Итак, он принялся рассказывать Дженнаку о Море, Заросшем Травой, о Сагрилла-ар’Пеход, куда однажды занесло его корабль и откуда он выбрался самым невероятным образом, загарпунив морского змея. Эта тварь тащила судно от восхода до заката, ибо плыть на веслах или под парусом не представлялось никакой возможности – бурая трава делала воду похожей на густую похлебку, а едкие испарения лишали гребцов силы. Но тут подвернулся змей, и Челери – в те годы еще молодой и отчаянный, не заслуживший жезла навигатора, – метнул в него трезубец, который застрял у самого спинного гребня. Змею трезубец был что укус москита, но бурые водоросли ему совсем не нравились, и он ринулся на восток – даже не разобрав, что тянет за собой драммар, подобно быку, везущему колесницу. И к вечеру он вытащил судно со всей командой в восемьдесят человек и битком набитыми трюмами. Вытащил в чистые воды, а потом…
Тут Челери приступил к описанию, какой величины был морской змей, и рук у него явно не хватало, чтоб обозначить хотя бы клыки и пасть. А потому О’Каймор приказал подать лучшего вина из Ро’Кавары из личных своих запасов. Это помогло, добавив языку Челери красноречия, а рукам – нужной длины, и Дженнак вскоре сумел представить невероятные размеры морского чудища, которые возрастали с каждой опрокинутой чашей, пока змей не протянулся от Острова Туманных Скал до южных берегов Ринкаса.
Забавный вид был у Челери, когда он, привстав на носках, вытягивался вверх, чтоб показать размеры змеиной глотки, или изображал, размахивая резным жезлом навигатора, как рубит привязанный к трезубцу канат! Кое в чем старый разбойник отличался от прочих кейтайбцев – лицо у него было не столь широким, глаза скорее узкими, чем круглыми, а нос на удивление большим и слегка обвисшим. На левой ступне у Челери не хватало трех пальцев, он слегка прихрамывал, но двигался с удивительной ловкостью, а по канату взбирался быстрей молодых; чувствовалось, что пройдет еще немалое время, пока ему понадобится лестница. Дженнаку он напоминал не сову и не жабу, как О’Каймор и прочие кейтабцы, а хищного ястреба преклонных лет, переловившего за свою жизнь тысячи мышей и кроликов. Он и сейчас мог распустить когти и вцепиться в добычу – да так, что не оторвешь! Но за чашей вина хромой кормчий был вполне приятным собеседником – если не считать, что разило от него чесноком и соленой рыбой.
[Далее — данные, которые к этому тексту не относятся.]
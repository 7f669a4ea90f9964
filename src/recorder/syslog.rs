// SPDX-License-Identifier: Apache-2.0 OR MIT
// Recorder for the local system log daemon
//
// Speaks the BSD datagram protocol directly (<pri>tag: body) instead of
// the POSIX syslog() API, so several recorders can coexist in one
// process without clobbering each other's openlog state.

use super::{ActorHost, FormatFunc, Recorder, Sink};
use crate::errors::{internal_critical, LogError};
use crate::flags::MsgFlags;
use crate::message::LogMessage;
use crate::signal::RecorderHandle;
use std::collections::HashMap;
use std::os::unix::net::UnixDatagram;
use std::path::{Path, PathBuf};
use std::sync::{Arc, Mutex};

/// The eight system-log priority codes (RFC 5424 severity values).
pub mod priority {
    pub const EMERG: u8 = 0;
    pub const ALERT: u8 = 1;
    pub const CRIT: u8 = 2;
    pub const ERR: u8 = 3;
    pub const WARNING: u8 = 4;
    pub const NOTICE: u8 = 5;
    pub const INFO: u8 = 6;
    pub const DEBUG: u8 = 7;
}

/// Common facility codes (pre-shifted).
pub mod facility {
    pub const USER: u8 = 1 << 3;
    pub const DAEMON: u8 = 3 << 3;
    pub const LOCAL0: u8 = 16 << 3;
    pub const LOCAL1: u8 = 17 << 3;
    pub const LOCAL2: u8 = 18 << 3;
    pub const LOCAL3: u8 = 19 << 3;
    pub const LOCAL4: u8 = 20 << 3;
    pub const LOCAL5: u8 = 21 << 3;
    pub const LOCAL6: u8 = 22 << 3;
    pub const LOCAL7: u8 = 23 << 3;
}

const DEFAULT_SOCKET: &str = "/dev/log";

fn default_bindings() -> HashMap<u16, u8> {
    let mut bindings = HashMap::new();
    bindings.insert(MsgFlags::EMERG.bits(), priority::EMERG);
    bindings.insert(MsgFlags::ALERT.bits(), priority::ALERT);
    bindings.insert(MsgFlags::CRITICAL.bits(), priority::CRIT);
    bindings.insert(MsgFlags::ERROR.bits(), priority::ERR);
    bindings.insert(MsgFlags::WARNING.bits(), priority::WARNING);
    bindings.insert(MsgFlags::NOTICE.bits(), priority::NOTICE);
    bindings.insert(MsgFlags::INFO.bits(), priority::INFO);
    bindings.insert(MsgFlags::DEBUG.bits(), priority::DEBUG);
    bindings.insert(MsgFlags::CUSTOM_B1.bits(), priority::INFO);
    bindings.insert(MsgFlags::CUSTOM_B2.bits(), priority::INFO);
    bindings
}

struct SyslogShared {
    /// Severity bit -> priority code.
    bindings: HashMap<u16, u8>,
    format: Option<FormatFunc>,
}

struct SyslogSink {
    tag: String,
    facility: u8,
    socket_path: PathBuf,
    socket: Option<UnixDatagram>,
    shared: Arc<Mutex<SyslogShared>>,
}

impl SyslogSink {
    /// One write entry per priority code; the bindings table decides
    /// which one a severity lands on.
    fn dispatch(&self, code: u8, body: &str) -> Result<(), LogError> {
        match code {
            priority::EMERG => self.emerg(body),
            priority::ALERT => self.alert(body),
            priority::CRIT => self.crit(body),
            priority::ERR => self.err(body),
            priority::WARNING => self.warning(body),
            priority::NOTICE => self.notice(body),
            priority::INFO => self.info(body),
            priority::DEBUG => self.debug(body),
            other => Err(internal_critical!("unexpected priority code {other}")),
        }
    }

    fn emerg(&self, body: &str) -> Result<(), LogError> {
        self.send(priority::EMERG, body)
    }

    fn alert(&self, body: &str) -> Result<(), LogError> {
        self.send(priority::ALERT, body)
    }

    fn crit(&self, body: &str) -> Result<(), LogError> {
        self.send(priority::CRIT, body)
    }

    fn err(&self, body: &str) -> Result<(), LogError> {
        self.send(priority::ERR, body)
    }

    fn warning(&self, body: &str) -> Result<(), LogError> {
        self.send(priority::WARNING, body)
    }

    fn notice(&self, body: &str) -> Result<(), LogError> {
        self.send(priority::NOTICE, body)
    }

    fn info(&self, body: &str) -> Result<(), LogError> {
        self.send(priority::INFO, body)
    }

    fn debug(&self, body: &str) -> Result<(), LogError> {
        self.send(priority::DEBUG, body)
    }

    fn send(&self, code: u8, body: &str) -> Result<(), LogError> {
        let socket = self.socket.as_ref().ok_or(LogError::NotInitialised)?;
        let frame = format!("<{}>{}: {}", self.facility | code, self.tag, body);
        socket.send(frame.as_bytes())?;
        Ok(())
    }
}

impl Sink for SyslogSink {
    fn open(&mut self) -> Result<(), LogError> {
        let socket = UnixDatagram::unbound()?;
        socket.connect(&self.socket_path)?;
        self.socket = Some(socket);
        Ok(())
    }

    fn write(&mut self, msg: &LogMessage) -> Result<(), LogError> {
        let (body, code) = {
            let shared = self.shared.lock().unwrap();
            let body = match &shared.format {
                Some(format) => format(msg),
                None => msg.content().to_string(),
            };
            let bits = msg.flags().severity().bits();
            let code = shared
                .bindings
                .get(&bits)
                .copied()
                .ok_or(LogError::WrongFlagValue)?;
            (body, code)
        };
        self.dispatch(code, &body)
    }

    fn close(&mut self) {
        self.socket = None;
    }
}

/// Recorder forwarding messages to the local syslog daemon, one datagram
/// per message, priority chosen by the per-severity bindings.
pub struct SyslogRecorder {
    host: ActorHost<SyslogSink>,
    shared: Arc<Mutex<SyslogShared>>,
}

impl SyslogRecorder {
    /// Recorder targeting the system socket with the `user` facility.
    pub fn new(tag: impl Into<String>) -> Self {
        Self::with_socket_path(tag, DEFAULT_SOCKET)
    }

    /// Recorder targeting an explicit datagram socket path.
    pub fn with_socket_path(tag: impl Into<String>, path: impl AsRef<Path>) -> Self {
        let shared = Arc::new(Mutex::new(SyslogShared {
            bindings: default_bindings(),
            format: None,
        }));
        let sink = SyslogSink {
            tag: tag.into(),
            facility: facility::USER,
            socket_path: path.as_ref().to_path_buf(),
            socket: None,
            shared: Arc::clone(&shared),
        };
        Self {
            host: ActorHost::new(sink),
            shared,
        }
    }

    /// Rebind a severity flag to another priority code. Only the eight
    /// system-log codes are accepted; the severity must already be known
    /// to the bindings table.
    pub fn bind_severity(&self, severity: MsgFlags, priority_code: u8) -> Result<(), LogError> {
        if priority_code > priority::DEBUG {
            return Err(LogError::WrongPriority);
        }
        let mut shared = self.shared.lock().unwrap();
        match shared.bindings.get_mut(&severity.severity().bits()) {
            Some(slot) => {
                *slot = priority_code;
                Ok(())
            }
            None => Err(LogError::WrongFlagValue),
        }
    }

    /// Replace the body formatter; the raw content is sent otherwise.
    pub fn set_format(&self, format: impl Fn(&LogMessage) -> String + Send + Sync + 'static) {
        self.shared.lock().unwrap().format = Some(Arc::new(format));
    }
}

impl Recorder for SyslogRecorder {
    fn listen(&self) {
        self.host.listen();
    }

    fn is_listening(&self) -> bool {
        self.host.is_listening()
    }

    fn interface(&self) -> RecorderHandle {
        self.host.handle()
    }
}
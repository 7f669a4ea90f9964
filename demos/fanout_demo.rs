// Fan-out walkthrough: one logger feeding a console recorder and an
// in-memory recorder with different severity policies.
//
// Run with: cargo run --example fanout_demo

use anyhow::Result;
use fanlog::{Direction, Logger, MemoryRecorder, MsgFlags, Recorder, StreamRecorder};
use std::time::Duration;

#[tokio::main]
async fn main() -> Result<()> {
    let logger = Logger::new();

    let console = StreamRecorder::with_prefix(std::io::stdout(), "[demo]");
    let capture = MemoryRecorder::new();
    console.listen();
    capture.listen();

    logger
        .register_recorder("console", console.interface(), true)
        .await?;
    logger
        .register_recorder("capture", capture.interface(), true)
        .await?;
    logger.initialise(&[]).await?;

    // the console ignores anything below warning
    logger
        .set_severity_mask(&"console".into(), MsgFlags::SEVERITY_MAJOR)
        .await?;

    logger.write(MsgFlags::INFO, "engine started").await?;
    logger.write(MsgFlags::WARNING, "queue three-quarters full").await?;
    logger
        .write(MsgFlags::ERROR | MsgFlags::INFO, "worker lost, recovering")
        .await?;

    // the capture recorder now prefers INFO when both bits are set
    logger
        .change_severity_order(
            &"capture".into(),
            MsgFlags::INFO,
            Direction::Before,
            MsgFlags::ERROR,
        )
        .await?;
    logger
        .write(MsgFlags::ERROR | MsgFlags::INFO, "ambiguous event")
        .await?;

    tokio::time::sleep(Duration::from_millis(100)).await;

    println!("--- capture recorder saw ---");
    for record in capture.records() {
        println!("{} {}", record.flags(), record.content());
    }

    logger.close().await;
    console.interface().stop().await?;
    capture.interface().stop().await?;
    Ok(())
}
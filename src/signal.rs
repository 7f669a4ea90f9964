// SPDX-License-Identifier: Apache-2.0 OR MIT
// Control protocol between the logger dispatcher and recorder actors

use crate::debug::DebugEvent;
use crate::errors::{internal_critical, LogError};
use crate::message::LogMessage;
use tokio::sync::{mpsc, oneshot};
use uuid::Uuid;

/// Control channel depth. Control traffic is sparse.
pub const CTL_CAPACITY: usize = 32;
/// Message channel depth. Producers block when the recorder falls behind;
/// this is the only back-pressure in the engine.
pub const MSG_CAPACITY: usize = 64;
/// Error tap depth.
pub const ERR_TAP_CAPACITY: usize = 256;
/// Debug tap depth.
pub const DBG_TAP_CAPACITY: usize = 64;

/// A control signal accepted by every recorder actor. Variants are the
/// wire format: a tag plus an optional payload channel.
#[derive(Debug)]
pub enum ControlSignal {
    /// Open the sink if this is the first reference, bump the reference
    /// counter and report the outcome on the reply channel.
    Init(oneshot::Sender<Result<(), LogError>>),
    /// Drop one reference; physically close the sink when the last
    /// reference goes away.
    Close,
    /// Terminate the actor loop. Further channel sends will fail;
    /// callers must stop writing first.
    Stop,
    /// Install a channel on which write errors are published.
    SetErrorTap(mpsc::Sender<LogError>),
    /// Remove the error tap. The channel itself is never closed by the
    /// actor.
    DropErrorTap,
    /// Install a channel receiving actor trace events.
    SetDebugTap(mpsc::Sender<DebugEvent>),
    /// Remove the debug tap.
    DropDebugTap,
}

/// The inbound side of a recorder: a control channel and a message
/// channel, plus an identity used to match the handle back to its
/// recorder object during health-checked initialisation.
///
/// Handles are cheap to clone; all clones address the same actor.
#[derive(Debug, Clone)]
pub struct RecorderHandle {
    ctl: mpsc::Sender<ControlSignal>,
    msg: mpsc::Sender<LogMessage>,
    uid: Uuid,
}

impl RecorderHandle {
    pub(crate) fn new(ctl: mpsc::Sender<ControlSignal>, msg: mpsc::Sender<LogMessage>) -> Self {
        Self {
            ctl,
            msg,
            uid: Uuid::new_v4(),
        }
    }

    /// Identity shared by every clone of this handle.
    pub fn uid(&self) -> Uuid {
        self.uid
    }

    /// Send a raw control signal. Fails with `NotListening` when the
    /// actor is gone.
    pub async fn control(&self, signal: ControlSignal) -> Result<(), LogError> {
        self.ctl
            .send(signal)
            .await
            .map_err(|_| LogError::NotListening)
    }

    /// Deliver a message to the recorder. Blocks while the message
    /// channel is full.
    pub async fn send(&self, msg: LogMessage) -> Result<(), LogError> {
        self.msg.send(msg).await.map_err(|_| LogError::NotListening)
    }

    /// Synchronous round-trip: ask the actor to initialise its sink and
    /// wait for the outcome.
    pub async fn init(&self) -> Result<(), LogError> {
        let (reply_tx, reply_rx) = oneshot::channel();
        self.control(ControlSignal::Init(reply_tx)).await?;
        match reply_rx.await {
            Ok(outcome) => outcome,
            Err(_) => Err(internal_critical!("init reply channel dropped without an answer")),
        }
    }

    /// Release one sink reference.
    pub async fn close(&self) -> Result<(), LogError> {
        self.control(ControlSignal::Close).await
    }

    /// Terminate the recorder actor.
    pub async fn stop(&self) -> Result<(), LogError> {
        self.control(ControlSignal::Stop).await
    }

    /// Install a fresh error tap and return its receiving end. The
    /// caller must drain it or drop the tap again.
    pub async fn error_tap(&self) -> Result<mpsc::Receiver<LogError>, LogError> {
        let (tx, rx) = mpsc::channel(ERR_TAP_CAPACITY);
        self.control(ControlSignal::SetErrorTap(tx)).await?;
        Ok(rx)
    }

    /// Detach the error tap; write errors are discarded afterwards.
    pub async fn drop_error_tap(&self) -> Result<(), LogError> {
        self.control(ControlSignal::DropErrorTap).await
    }

    /// Attach a debug tap carrying actor trace events.
    pub async fn set_debug_tap(&self, tap: mpsc::Sender<DebugEvent>) -> Result<(), LogError> {
        self.control(ControlSignal::SetDebugTap(tap)).await
    }

    /// Detach the debug tap.
    pub async fn drop_debug_tap(&self) -> Result<(), LogError> {
        self.control(ControlSignal::DropDebugTap).await
    }
}

impl PartialEq for RecorderHandle {
    fn eq(&self, other: &Self) -> bool {
        self.uid == other.uid
    }
}

impl Eq for RecorderHandle {}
Наконец Челери разделался со змеем и начал рассказывать другую историю– как дрался он в море с тремя купеческими судами, то ли атлийскими, то ли ренигскими, взял хорошую добычу и двадцать пять пленников, богатых купцов, обещавших выкуп; как отправился он к себе на Пайэрт (а был он родом с Пайэрта, чем и объяснялась его необычная внешность), но тут грянула такая буря, что руль треснул, а парус унесло вместе с мачтой – и приземлился он, вероятно, где-нибудь по ту сторону Перешейка. Пришлось идти в шторм на веслах, чтоб держать корабль против волны, но вскоре гребцам стало невмоготу и начали они падать один за другим под скамьи от утомления и жажды. Словом, прямая дорога в Чак Мооль! И не такая уж прямая, ибо у каждого на судне имелось столько грехов, что, очищаясь от них, пришлось бы прогуляться и по раскаленным углям, и по болотам с кайманами, и по долинам с кактусом тоаче. И вот тогда…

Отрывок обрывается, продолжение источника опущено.